👔 Of Game Economies and Business Models | Skill Tree #33
Designing Economic Resets in Games
Economic resets offer a broad design space and can add new gameplay layers, provide tools for economic sustainability, and leave room for economic experimentation. In the article, I give an overview of how to think about designing them and games that implement them.
Business Models of Esports Teams
esports teams have different revenue streams than traditional sports teams: sponsorships, merchandise (limited upside), little for media rights and gating (e.g. tickets for home games)
can build a broader audience → more potential that can be expanded upon at low-cost (influencer brands for energy drinks, peripherals e.g. 100 Thieves)
can build their brands across multiple games to leverage existing expertise but also have to in order to stabilize revenues as games often die/are more exposed to hype cycles than trad sports
trad sports teams are often a reputation project for billionaires while esports investors are looking for returns
Business Models for Onchain Games
Onchain games are similar to open-source software. Defensibility comes from ecosystem size, liquidity, complementary products built by 3rd-party devs etc. Very similar to how we evaluate DeFi business models. The main takeaway for me is that it means businesses need to scale fast or they'll die. That's where tokens come in. Either way, we'll see faster lifecycles.
Monetization works around premium features like customer support, better tooling, enterprise integration etc.
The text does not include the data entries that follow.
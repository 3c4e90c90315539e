//! Interactive lab session.
//!
//! A [`LabSession`] owns the current configuration and the explanation shown
//! next to it. Everything else is derived on demand.
//!
//! ## Explanation lifecycle
//!
//! ```text
//!              begin_explanation            resolve_explanation(ticket)
//!   Idle ---------------------------> Pending ---------------------------> Ready
//!    ^                                   |                                   |
//!    +------------- any command ---------+------------ any command ----------+
//! ```
//!
//! Every applied command bumps the session generation and drops whatever
//! explanation was shown or pending. Tickets carry the generation they were
//! issued at, so an answer that arrives after the configuration changed is
//! discarded instead of being shown against the wrong circuit.

use log::debug;
use serde::Serialize;

use crate::circuit::{CircuitConfiguration, ConnectionType};
use crate::error::{BulbLabError, Result};
use crate::explain::{Explainer, Explanation};
use crate::layout::{layout, GeometryDescription};
use crate::model::{evaluate, ElectricalState};

/// A user action on the experiment.
#[derive(Debug, Clone, Copy, PartialEq, Eq)]
pub enum LabCommand {
    ToggleSwitch,
    SetSwitch(bool),
    SetBatteryCount(u32),
    SetConnection(ConnectionType),
    /// Back to one cell, series, switch open.
    Reset,
}

/// Explanation display state.
#[derive(Debug, Clone, PartialEq, Eq, Serialize)]
#[serde(tag = "status", rename_all = "lowercase")]
pub enum ExplanationStatus {
    Idle,
    Pending,
    Ready(Explanation),
}

impl ExplanationStatus {
    /// The explanation text, if one is ready.
    pub fn text(&self) -> Option<&str> {
        match self {
            ExplanationStatus::Ready(explanation) => Some(&explanation.text),
            _ => None,
        }
    }
}

/// Proof that an explanation was requested for a specific configuration.
#[derive(Debug, Clone, PartialEq, Eq)]
pub struct ExplanationTicket {
    id: u64,
    configuration: CircuitConfiguration,
}

impl ExplanationTicket {
    /// Identifier to hand back to [`LabSession::resolve_explanation`].
    pub fn id(&self) -> u64 {
        self.id
    }

    /// The configuration the explanation should describe.
    pub fn configuration(&self) -> &CircuitConfiguration {
        &self.configuration
    }
}

/// Everything a frontend needs to draw one frame.
#[derive(Debug, Clone, PartialEq, Serialize)]
pub struct LabFrame {
    pub configuration: CircuitConfiguration,
    pub electrical: ElectricalState,
    pub voltage_label: String,
    pub current_label: String,
    pub geometry: GeometryDescription,
    pub explanation: ExplanationStatus,
}

/// The state of one running experiment.
#[derive(Debug, Clone, Default)]
pub struct LabSession {
    configuration: CircuitConfiguration,
    generation: u64,
    pending: Option<u64>,
    explanation: Option<Explanation>,
}

impl LabSession {
    /// Start a session from a configuration.
    pub fn new(configuration: CircuitConfiguration) -> Self {
        Self {
            configuration,
            ..Self::default()
        }
    }

    /// Current configuration.
    pub fn configuration(&self) -> &CircuitConfiguration {
        &self.configuration
    }

    /// Apply a command.
    ///
    /// A rejected command leaves the session untouched, explanation included.
    pub fn apply(&mut self, command: LabCommand) -> Result<()> {
        let current = self.configuration;
        let next = match command {
            LabCommand::ToggleSwitch => current.with_switch(!current.switch_closed()),
            LabCommand::SetSwitch(closed) => current.with_switch(closed),
            LabCommand::SetBatteryCount(count) => current.with_battery_count(count)?,
            LabCommand::SetConnection(connection) => current.with_connection(connection),
            LabCommand::Reset => CircuitConfiguration::default(),
        };

        debug!("{command:?}: {current} -> {next}");

        self.configuration = next;
        self.invalidate_explanation();
        Ok(())
    }

    fn invalidate_explanation(&mut self) {
        self.generation = self.generation.wrapping_add(1);
        self.pending = None;
        self.explanation = None;
    }

    /// Electrical state of the current configuration.
    pub fn electrical(&self) -> ElectricalState {
        evaluate(&self.configuration)
    }

    /// Geometry of the current configuration.
    pub fn geometry(&self) -> GeometryDescription {
        layout(&self.configuration, &self.electrical())
    }

    /// Explanation display state.
    pub fn explanation_status(&self) -> ExplanationStatus {
        match (&self.explanation, self.pending) {
            (Some(explanation), _) => ExplanationStatus::Ready(explanation.clone()),
            (None, Some(_)) => ExplanationStatus::Pending,
            (None, None) => ExplanationStatus::Idle,
        }
    }

    /// Start an explanation request.
    ///
    /// Clears the shown explanation and supersedes any earlier ticket.
    pub fn begin_explanation(&mut self) -> ExplanationTicket {
        self.generation = self.generation.wrapping_add(1);
        self.pending = Some(self.generation);
        self.explanation = None;

        ExplanationTicket {
            id: self.generation,
            configuration: self.configuration,
        }
    }

    /// Deliver the answer for a ticket.
    ///
    /// Returns `false` (and shows nothing) if the ticket is stale.
    pub fn resolve_explanation(&mut self, ticket_id: u64, explanation: Explanation) -> bool {
        if self.pending != Some(ticket_id) {
            debug!("discarding stale explanation for ticket {ticket_id}");
            return false;
        }
        self.pending = None;
        self.explanation = Some(explanation);
        true
    }

    /// Request and resolve an explanation synchronously.
    pub fn explain_with(&mut self, explainer: &Explainer) -> Explanation {
        let ticket = self.begin_explanation();
        let explanation = explainer.explain(ticket.configuration());
        self.resolve_explanation(ticket.id(), explanation.clone());
        explanation
    }

    /// Derive a complete frame.
    pub fn frame(&self) -> LabFrame {
        let electrical = self.electrical();
        LabFrame {
            configuration: self.configuration,
            electrical,
            voltage_label: electrical.voltage_label(),
            current_label: electrical.current_label(),
            geometry: layout(&self.configuration, &electrical),
            explanation: self.explanation_status(),
        }
    }

    /// Serialize a frame for a frontend.
    pub fn frame_json(&self) -> Result<String> {
        serde_json::to_string(&self.frame()).map_err(|e| BulbLabError::serialization("frame", e))
    }
}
NFT Economic Control Levers
3 categories of control levers: Supply, Demand, Transferability
Supply: Sources, sinks
Sources can be divided into primary sales and asset production
Primary Markets
Asset Production
creates a higher affinity attached to the NFTs and fosters a more vibrant GDP-centric economy
it’s important to control total inflation and keep supply emissions demand-based
Sinks:
Burn mechanics e.g. upgrading, repairing, crafting, gacha rerolls
is the sink side to the asset production source. Therefore more of a converter than sink
Limit asset lifespan
Demand: Utility (access to game features), Affinity (emotional value)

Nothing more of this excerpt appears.